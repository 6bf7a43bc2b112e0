//! Command adapters
//!
//! Wraps a concrete store client behind one uniform command interface.
//! Several interchangeable adapters exist; exactly one is selected at
//! connect time by the priority-ordered registry.

mod commands;
mod memory;
mod multiplexed;
mod pooled;
mod registry;
mod reply;

pub use memory::MemoryAdapter;
pub use multiplexed::MultiplexedAdapter;
pub use pooled::PooledAdapter;
pub use registry::{AdapterEntry, AdapterRegistry};
pub use reply::Reply;

use async_trait::async_trait;
use bytes::Bytes;
use std::time::Duration;

use crate::error::Result;

/// One message read from a stream
#[derive(Debug, Clone, PartialEq)]
pub struct StreamMessage {
    /// Store-assigned entry id
    pub id: String,

    /// Field name/payload pairs, in stream order
    pub fields: Vec<(String, Bytes)>,
}

/// Uniform command surface over a live store connection
///
/// All binary payloads cross this boundary as `Bytes`; structured
/// replies are normalized into [`Reply`]. Adapters are responsible for
/// interleaving in-flight commands (pooling, multiplexing) so the core
/// never holds a global lock around ordinary commands.
#[async_trait]
pub trait CommandAdapter: Send + Sync {
    /// Adapter name (for logging and selection)
    fn name(&self) -> &'static str;

    // --- scalar keys ---

    async fn get(&self, key: &str) -> Result<Option<Bytes>>;

    /// SET, with SETEX semantics when an expiry is given
    async fn set(&self, key: &str, value: Bytes, expiry: Option<Duration>) -> Result<()>;

    async fn delete(&self, keys: &[String]) -> Result<u64>;

    async fn expire(&self, key: &str, expiry: Duration) -> Result<bool>;

    /// KEYS pattern scan; O(keyspace size) at the store
    async fn keys(&self, pattern: &str) -> Result<Vec<String>>;

    // --- hashes ---

    async fn hset(&self, key: &str, pairs: Vec<(String, Bytes)>) -> Result<()>;

    async fn hget(&self, key: &str, field: &str) -> Result<Option<Bytes>>;

    async fn hmget(&self, key: &str, fields: &[String]) -> Result<Vec<Option<Bytes>>>;

    async fn hgetall(&self, key: &str) -> Result<Vec<(String, Bytes)>>;

    async fn hdel(&self, key: &str, fields: &[String]) -> Result<u64>;

    // --- lists ---

    async fn rpush(&self, key: &str, value: Bytes) -> Result<u64>;

    async fn lpop(&self, key: &str) -> Result<Option<Bytes>>;

    /// Blocking pop; a zero timeout waits indefinitely, `None` means
    /// the (finite) timeout elapsed with nothing available
    async fn blpop(&self, key: &str, timeout: Duration) -> Result<Option<Bytes>>;

    async fn lrange(&self, key: &str, start: i64, stop: i64) -> Result<Vec<Bytes>>;

    async fn lrem(&self, key: &str, count: i64, value: Bytes) -> Result<u64>;

    async fn llen(&self, key: &str) -> Result<u64>;

    // --- sorted sets ---

    async fn zadd(&self, key: &str, score: f64, member: Bytes) -> Result<u64>;

    async fn zrange(&self, key: &str, start: i64, stop: i64) -> Result<Vec<Bytes>>;

    async fn zrem(&self, key: &str, member: Bytes) -> Result<u64>;

    async fn zcard(&self, key: &str) -> Result<u64>;

    // --- scripting ---

    /// EVAL a script for atomic multi-step operations
    async fn eval(&self, script: &str, keys: &[String], args: &[String]) -> Result<Reply>;

    // --- streams ---

    /// XADD; `maxlen` appends with approximate trimming (`MAXLEN ~`)
    async fn xadd(
        &self,
        key: &str,
        fields: Vec<(String, Bytes)>,
        maxlen: Option<u64>,
    ) -> Result<String>;

    /// Blocking plain read of up to `count` entries after `id`
    /// (`"$"` reads only entries appended from now on)
    async fn xread(
        &self,
        key: &str,
        id: &str,
        block: Duration,
        count: usize,
    ) -> Result<Vec<StreamMessage>>;

    /// XGROUP CREATE at the stream tail with MKSTREAM; returns `false`
    /// when the group already existed
    async fn xgroup_create(&self, key: &str, group: &str) -> Result<bool>;

    /// Blocking consumer-group read of up to `count` new messages;
    /// a zero block duration waits indefinitely
    async fn xread_group(
        &self,
        key: &str,
        group: &str,
        consumer: &str,
        block: Duration,
        count: usize,
        noack: bool,
    ) -> Result<Vec<StreamMessage>>;

    /// Acknowledge one delivered entry
    async fn xack(&self, key: &str, group: &str, id: &str) -> Result<u64>;

    // --- hyperloglog ---

    /// PFADD one member; `true` when the estimate changed
    async fn pfadd(&self, key: &str, member: &str) -> Result<bool>;

    async fn pfmerge(&self, destination: &str, source: &str) -> Result<()>;

    async fn pfcount(&self, key: &str) -> Result<u64>;

    // --- lifecycle ---

    /// Release all underlying resources deterministically
    async fn close(&self) -> Result<()>;
}

impl std::fmt::Debug for dyn CommandAdapter {
    fn fmt(&self, f: &mut std::fmt::Formatter<'_>) -> std::fmt::Result {
        f.debug_struct("CommandAdapter")
            .field("name", &self.name())
            .finish()
    }
}

/// Check for the non-fatal "consumer group already exists" error
pub(crate) fn is_busygroup(err: &redis::RedisError) -> bool {
    err.code() == Some("BUSYGROUP")
}

/// Parse an XREAD/XREADGROUP reply into stream messages
///
/// Accepts both the RESP2 nesting (array of `[stream, entries]`
/// pairs) and the RESP3 map flattened by [`Reply::from`].
pub(crate) fn parse_stream_reply(reply: &Reply) -> Vec<StreamMessage> {
    let mut messages = Vec::new();
    let items = match reply.as_array() {
        Some(items) if !items.is_empty() => items,
        _ => return messages,
    };

    let mut entry_lists: Vec<&Reply> = Vec::new();
    match &items[0] {
        // RESP2: [[stream, entries], ...]
        Reply::Array(_) => {
            for pair in items {
                if let Some(pair) = pair.as_array() {
                    if pair.len() == 2 {
                        entry_lists.push(&pair[1]);
                    }
                }
            }
        }
        // flattened map: [stream, entries, stream, entries, ...]
        _ => {
            for chunk in items.chunks(2) {
                if chunk.len() == 2 {
                    entry_lists.push(&chunk[1]);
                }
            }
        }
    }

    for entries in entry_lists {
        let Some(entries) = entries.as_array() else {
            continue;
        };
        for entry in entries {
            let Some(entry) = entry.as_array() else {
                continue;
            };
            if entry.len() != 2 {
                continue;
            }
            let Some(id) = entry[0].as_data() else {
                continue;
            };
            let id = String::from_utf8_lossy(id).into_owned();
            let mut fields = Vec::new();
            if let Some(flat) = entry[1].as_array() {
                for kv in flat.chunks(2) {
                    if let [k, v] = kv {
                        if let (Some(k), Some(v)) = (k.as_data(), v.as_data()) {
                            fields.push((
                                String::from_utf8_lossy(k).into_owned(),
                                v.clone(),
                            ));
                        }
                    }
                }
            }
            messages.push(StreamMessage { id, fields });
        }
    }
    messages
}

#[cfg(test)]
mod tests {
    use super::*;

    #[test]
    fn test_parse_stream_reply_resp2() {
        // [[stream, [[id, [k, v]]]]]
        let reply = Reply::array(vec![Reply::array(vec![
            Reply::data("s"),
            Reply::array(vec![Reply::array(vec![
                Reply::data("1-0"),
                Reply::array(vec![Reply::data("a"), Reply::data("3")]),
            ])]),
        ])]);
        let messages = parse_stream_reply(&reply);
        assert_eq!(messages.len(), 1);
        assert_eq!(messages[0].id, "1-0");
        assert_eq!(messages[0].fields[0].0, "a");
        assert_eq!(messages[0].fields[0].1.as_ref(), b"3");
    }

    #[test]
    fn test_parse_stream_reply_empty() {
        assert!(parse_stream_reply(&Reply::Nil).is_empty());
        assert!(parse_stream_reply(&Reply::Array(vec![])).is_empty());
    }
}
━━━━━━━━━━━━━━━━━━━━━━━━━━━━━━
YOUR INSTRUCTIONS
Transcribe the material exactly, so that no line is lost or altered.

YOUR RESPONSE
repository 6bf7a43bc2b112e0
//! Command adapters
//!
//! Wraps a concrete store client behind one uniform command interface.
//! Several interchangeable adapters exist; exactly one is selected at
//! connect time by the priority-ordered registry.

mod commands;
mod memory;
mod multiplexed;
mod pooled;
mod registry;
mod reply;

pub use memory::MemoryAdapter;
pub use multiplexed::MultiplexedAdapter;
pub use pooled::PooledAdapter;
pub use registry::{AdapterEntry, AdapterRegistry};
pub use reply::Reply;

use async_trait::async_trait;
use bytes::Bytes;
use std::time::Duration;

use crate::error::Result;

/// One message read from a stream
#[derive(Debug, Clone, PartialEq)]
pub struct StreamMessage {
    /// Store-assigned entry id
    pub id: String,

    /// Field name/payload pairs, in stream order
    pub fields: Vec<(String, Bytes)>,
}

/// Uniform command surface over a live store connection
///
/// All binary payloads cross this boundary as `Bytes`; structured
/// replies are normalized into [`Reply`]. Adapters are responsible for
/// interleaving in-flight commands (pooling, multiplexing) so the core
/// never holds a global lock around ordinary commands.
#[async_trait]
pub trait CommandAdapter: Send + Sync {
    /// Adapter name (for logging and selection)
    fn name(&self) -> &'static str;

    // --- scalar keys ---

    async fn get(&self, key: &str) -> Result<Option<Bytes>>;

    /// SET, with SETEX semantics when an expiry is given
    async fn set(&self, key: &str, value: Bytes, expiry: Option<Duration>) -> Result<()>;

    async fn delete(&self, keys: &[String]) -> Result<u64>;

    async fn expire(&self, key: &str, expiry: Duration) -> Result<bool>;

    /// KEYS pattern scan; O(keyspace size) at the store
    async fn keys(&self, pattern: &str) -> Result<Vec<String>>;

    // --- hashes ---

    async fn hset(&self, key: &str, pairs: Vec<(String, Bytes)>) -> Result<()>;

    async fn hget(&self, key: &str, field: &str) -> Result<Option<Bytes>>;

    async fn hmget(&self, key: &str, fields: &[String]) -> Result<Vec<Option<Bytes>>>;

    async fn hgetall(&self, key: &str) -> Result<Vec<(String, Bytes)>>;

    async fn hdel(&self, key: &str, fields: &[String]) -> Result<u64>;

    // --- lists ---

    async fn rpush(&self, key: &str, value: Bytes) -> Result<u64>;

    async fn lpop(&self, key: &str) -> Result<Option<Bytes>>;

    /// Blocking pop; a zero timeout waits indefinitely, `None` means
    /// the (finite) timeout elapsed with nothing available
    async fn blpop(&self, key: &str, timeout: Duration) -> Result<Option<Bytes>>;

    async fn lrange(&self, key: &str, start: i64, stop: i64) -> Result<Vec<Bytes>>;

    async fn lrem(&self, key: &str, count: i64, value: Bytes) -> Result<u64>;

    async fn llen(&self, key: &str) -> Result<u64>;

    // --- sorted sets ---

    async fn zadd(&self, key: &str, score: f64, member: Bytes) -> Result<u64>;

    async fn zrange(&self, key: &str, start: i64, stop: i64) -> Result<Vec<Bytes>>;

    async fn zrem(&self, key: &str, member: Bytes) -> Result<u64>;

    async fn zcard(&self, key: &str) -> Result<u64>;

    // --- scripting ---

    /// EVAL a script for atomic multi-step operations
    async fn eval(&self, script: &str, keys: &[String], args: &[String]) -> Result<Reply>;

    // --- streams ---

    /// XADD; `maxlen` appends with approximate trimming (`MAXLEN ~`)
    async fn xadd(
        &self,
        key: &str,
        fields: Vec<(String, Bytes)>,
        maxlen: Option<u64>,
    ) -> Result<String>;

    /// Blocking plain read of up to `count` entries after `id`
    /// (`"$"` reads only entries appended from now on)
    async fn xread(
        &self,
        key: &str,
        id: &str,
        block: Duration,
        count: usize,
    ) -> Result<Vec<StreamMessage>>;

    /// XGROUP CREATE at the stream tail with MKSTREAM; returns `false`
    /// when the group already existed
    async fn xgroup_create(&self, key: &str, group: &str) -> Result<bool>;

    /// Blocking consumer-group read of up to `count` new messages;
    /// a zero block duration waits indefinitely
    async fn xread_group(
        &self,
        key: &str,
        group: &str,
        consumer: &str,
        block: Duration,
        count: usize,
        noack: bool,
    ) -> Result<Vec<StreamMessage>>;

    /// Acknowledge one delivered entry
    async fn xack(&self, key: &str, group: &str, id: &str) -> Result<u64>;

    // --- hyperloglog ---

    /// PFADD one member; `true` when the estimate changed
    async fn pfadd(&self, key: &str, member: &str) -> Result<bool>;

    async fn pfmerge(&self, destination: &str, source: &str) -> Result<()>;

    async fn pfcount(&self, key: &str) -> Result<u64>;

    // --- lifecycle ---

    /// Release all underlying resources deterministically
    async fn close(&self) -> Result<()>;
}

impl std::fmt::Debug for dyn CommandAdapter {
    fn fmt(&self, f: &mut std::fmt::Formatter<'_>) -> std::fmt::Result {
        f.debug_struct("CommandAdapter")
            .field("name", &self.name())
            .finish()
    }
}

/// Check for the non-fatal "consumer group already exists" error
pub(crate) fn is_busygroup(err: &redis::RedisError) -> bool {
    err.code() == Some("BUSYGROUP")
}

/// Parse an XREAD/XREADGROUP reply into stream messages
///
/// Accepts both the RESP2 nesting (array of `[stream, entries]`
/// pairs) and the RESP3 map flattened by [`Reply::from`].
pub(crate) fn parse_stream_reply(reply: &Reply) -> Vec<StreamMessage> {
    let mut messages = Vec::new();
    let items = match reply.as_array() {
        Some(items) if !items.is_empty() => items,
        _ => return messages,
    };

    let mut entry_lists: Vec<&Reply> = Vec::new();
    match &items[0] {
        // RESP2: [[stream, entries], ...]
        Reply::Array(_) => {
            for pair in items {
                if let Some(pair) = pair.as_array() {
                    if pair.len() == 2 {
                        entry_lists.push(&pair[1]);
                    }
                }
            }
        }
        // flattened map: [stream, entries, stream, entries, ...]
        _ => {
            for chunk in items.chunks(2) {
                if chunk.len() == 2 {
                    entry_lists.push(&chunk[1]);
                }
            }
        }
    }

    for entries in entry_lists {
        let Some(entries) = entries.as_array() else {
            continue;
        };
        for entry in entries {
            let Some(entry) = entry.as_array() else {
                continue;
            };
            if entry.len() != 2 {
                continue;
            }
            let Some(id) = entry[0].as_data() else {
                continue;
            };
            let id = String::from_utf8_lossy(id).into_owned();
            let mut fields = Vec::new();
            if let Some(flat) = entry[1].as_array() {
                for kv in flat.chunks(2) {
                    if let [k, v] = kv {
                        if let (Some(k), Some(v)) = (k.as_data(), v.as_data()) {
                            fields.push((
                                String::from_utf8_lossy(k).into_owned(),
                                v.clone(),
                            ));
                        }
                    }
                }
            }
            messages.push(StreamMessage { id, fields });
        }
    }
    messages
}

#[cfg(test)]
mod tests {
    use super::*;

    #[test]
    fn test_parse_stream_reply_resp2() {
        // [[stream, [[id, [k, v]]]]]
        let reply = Reply::array(vec![Reply::array(vec![
            Reply::data("s"),
            Reply::array(vec![Reply::array(vec![
                Reply::data("1-0"),
                Reply::array(vec![Reply::data("a"), Reply::data("3")]),
            ])]),
        ])]);
        let messages = parse_stream_reply(&reply);
        assert_eq!(messages.len(), 1);
        assert_eq!(messages[0].id, "1-0");
        assert_eq!(messages[0].fields[0].0, "a");
        assert_eq!(messages[0].fields[0].1.as_ref(), b"3");
    }

    #[test]
    fn test_parse_stream_reply_empty() {
        assert!(parse_stream_reply(&Reply::Nil).is_empty());
        assert!(parse_stream_reply(&Reply::Array(vec![])).is_empty());
    }
}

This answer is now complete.